Mike Cannon-Brookes, Chief Executive Officer and Co-founder, outlined that argument in remarks released with the launch. "In 2026, anyone can buy 'smarts' by the token," he said.

"The real moat is your institutional memory: every plan, document, and decision your teams have ever made. Rovo is the interface that turns intelligence and context into actual momentum for your business."

Open access

One new route into the Teamwork Graph is an MCP server in open beta. It will allow Model Context Protocol-compatible clients, including tools such as Figma and Replit, to access information in the graph through a standard interface.

A second route is a command-line interface, also in open beta, aimed at software developers. Coding agents including Anthropic's Claude Code and OpenAI's Codex will be able to draw on graph data directly within development environments, while administrators retain control over access scopes and permissions.

That approach reflects a broader contest among software companies over where business context will sit as AI agents become more common in office work and software development. By exposing its graph through standardised access points, Atlassian is betting that control of structured workplace context will matter more than the model itself.

Atlassian tied the launch to growing use of Rovo among large customers. Rovo is already used by more than 75% of Fortune 500 companies and 90% of its enterprise cloud customers.

Customers carried out more than 14 million Rovo-assisted actions in the past month alone, while agent-based automations have increased sevenfold over the past six months.

Product changes

Alongside the graph opening, Atlassian introduced a broader set of AI-related product updates across Jira, Confluence, developer tools and product management software. The changes are intended to move Rovo from an assistant that responds to prompts toward software agents that can be assigned work or complete multi-step processes.

A new Rovo Studio workspace is now generally available, giving users a central place to create agents, automations and custom applications using natural language. Governance features are built in, an important point for larger customers that need to control how AI tools interact with internal systems and data.

Atlassian also detailed a feature called Max mode for Rovo Chat, due soon. It is designed to take a complex request, break it into an action plan and carry out tasks across Atlassian products and connected software services.

In Jira, agents are now generally available. Teams can assign tasks to them, mention them in comments and place them inside workflows and automations, giving AI tools a more explicit operational role in project tracking and execution.

Confluence is also being updated with a beta feature called Remix with Rovo, which lets users turn blocks of content into formats such as charts, databases and infographics without leaving the page. A slides feature for Confluence is due in beta later, extending that approach to presentation materials while keeping the source content in one place.

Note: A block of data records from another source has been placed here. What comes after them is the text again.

use async_trait::async_trait;
use reqwest::{Client, ClientBuilder};
use std::time::Duration;
use tracing::{debug, instrument};
use url::Url;

use crate::{
    config::Config,
    fetcher::{
        errors::FetchError,
        links::build_links,
        types::{FetchedPage, FirecrawlScrapeRequest, FirecrawlScrapeResponse},
    },
};

const USER_AGENT: &str = "ScrapeMaster/0.1";
const EXCLUDED_TAGS: &[&str] = &[
    "nav", "footer", "header", "aside", "script", "style", "noscript", "iframe",
];

/// Anything that can turn a URL into page content.
#[cfg_attr(test, mockall::automock)]
#[async_trait]
pub trait PageFetcher: Send + Sync {
    /// Fetch `url`. `keywords` only annotate the request; they never narrow
    /// what is fetched.
    async fn fetch(&self, url: &Url, keywords: &[String]) -> Result<FetchedPage, FetchError>;
}

/// Client for the FireCrawl scrape endpoint.
#[derive(Clone)]
pub struct FirecrawlClient {
    http: Client,
    api_key: String,
    base_url: String,
}

impl FirecrawlClient {
    /// Builds a client from configuration. Fails when no API key is set.
    pub fn new(config: &Config) -> Result<Self, FetchError> {
        let api_key = config
            .firecrawl_api_key()
            .ok_or(FetchError::MissingApiKey)?
            .to_string();

        let http = ClientBuilder::new()
            .connect_timeout(Duration::from_secs(10))
            .timeout(Duration::from_secs(60))
            .user_agent(USER_AGENT)
            .build()
            .map_err(|e| FetchError::Unknown(e.to_string()))?;

        Ok(Self {
            http,
            api_key,
            base_url: config.firecrawl_base_url().trim_end_matches('/').to_string(),
        })
    }
}

#[async_trait]
impl PageFetcher for FirecrawlClient {
    #[instrument(skip_all, fields(url = %url, keywords = ?keywords))]
    async fn fetch(&self, url: &Url, keywords: &[String]) -> Result<FetchedPage, FetchError> {
        let request = FirecrawlScrapeRequest {
            url: url.as_str(),
            formats: vec!["markdown", "html"],
            only_main_content: true,
            exclude_tags: EXCLUDED_TAGS.to_vec(),
        };

        let response = self
            .http
            .post(format!("{}/v1/scrape", self.base_url))
            .bearer_auth(&self.api_key)
            .json(&request)
            .send()
            .await
            .map_err(FetchError::from_reqwest_error)?;

        let status = response.status();
        if !status.is_success() {
            let body = response.text().await.unwrap_or_default();
            return Err(FetchError::Http {
                status,
                message: upstream_message(&body)
                    .unwrap_or_else(|| status.canonical_reason().unwrap_or("error").to_string()),
            });
        }

        let body: FirecrawlScrapeResponse = response
            .json()
            .await
            .map_err(|e| FetchError::Decode(e.to_string()))?;

        if !body.success {
            return Err(FetchError::Unsuccessful(
                body.error
                    .unwrap_or_else(|| "extraction reported failure".to_string()),
            ));
        }
        let data = body
            .data
            .ok_or_else(|| FetchError::Unsuccessful("response carried no data".to_string()))?;

        let links = build_links(url, &data.links, data.html.as_deref(), data.markdown.as_deref());

        debug!(
            markdown_len = data.markdown.as_ref().map(String::len).unwrap_or(0),
            html_len = data.html.as_ref().map(String::len).unwrap_or(0),
            links = links.len(),
            "Fetched page content"
        );

        Ok(FetchedPage {
            url: url.clone(),
            markdown: data.markdown,
            html: data.html,
            metadata: data.metadata,
            links,
        })
    }
}

/// Pulls `error` out of a JSON error body, if there is one.
fn upstream_message(body: &str) -> Option<String> {
    let value: serde_json::Value = serde_json::from_str(body).ok()?;
    value
        .get("error")
        .and_then(|e| e.as_str())
        .map(|s| s.to_string())
}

For software teams, Atlassian's DX AI Experience is now generally available. The feature is intended to help engineering organisations track where AI is generating code, assess how agents are performing and measure return on investment from AI use in the software development lifecycle.

The company is also rolling out an early access Product Collection, which brings together Jira Product Discovery, the Feedback app and other elements, including a planned Pendo integration. The aim is to give product teams one connected environment to capture feedback, rank ideas and follow delivery work.

Another element is Dia, Atlassian's AI browser, which is ready for teams to try. It is designed to produce a daily briefing based on emails, messages, calendars, graph context and browser activity, and includes single sign-on, mobile device management support for Chromium and SOC 2 Type II attestation.

Taken together, the updates show Atlassian pushing further into the workplace AI software market by tying agents to the records, workflows and documents inside its collaboration products. The central claim behind that strategy is that AI systems will be more useful if they can access an organisation's own history of plans, discussions and decisions.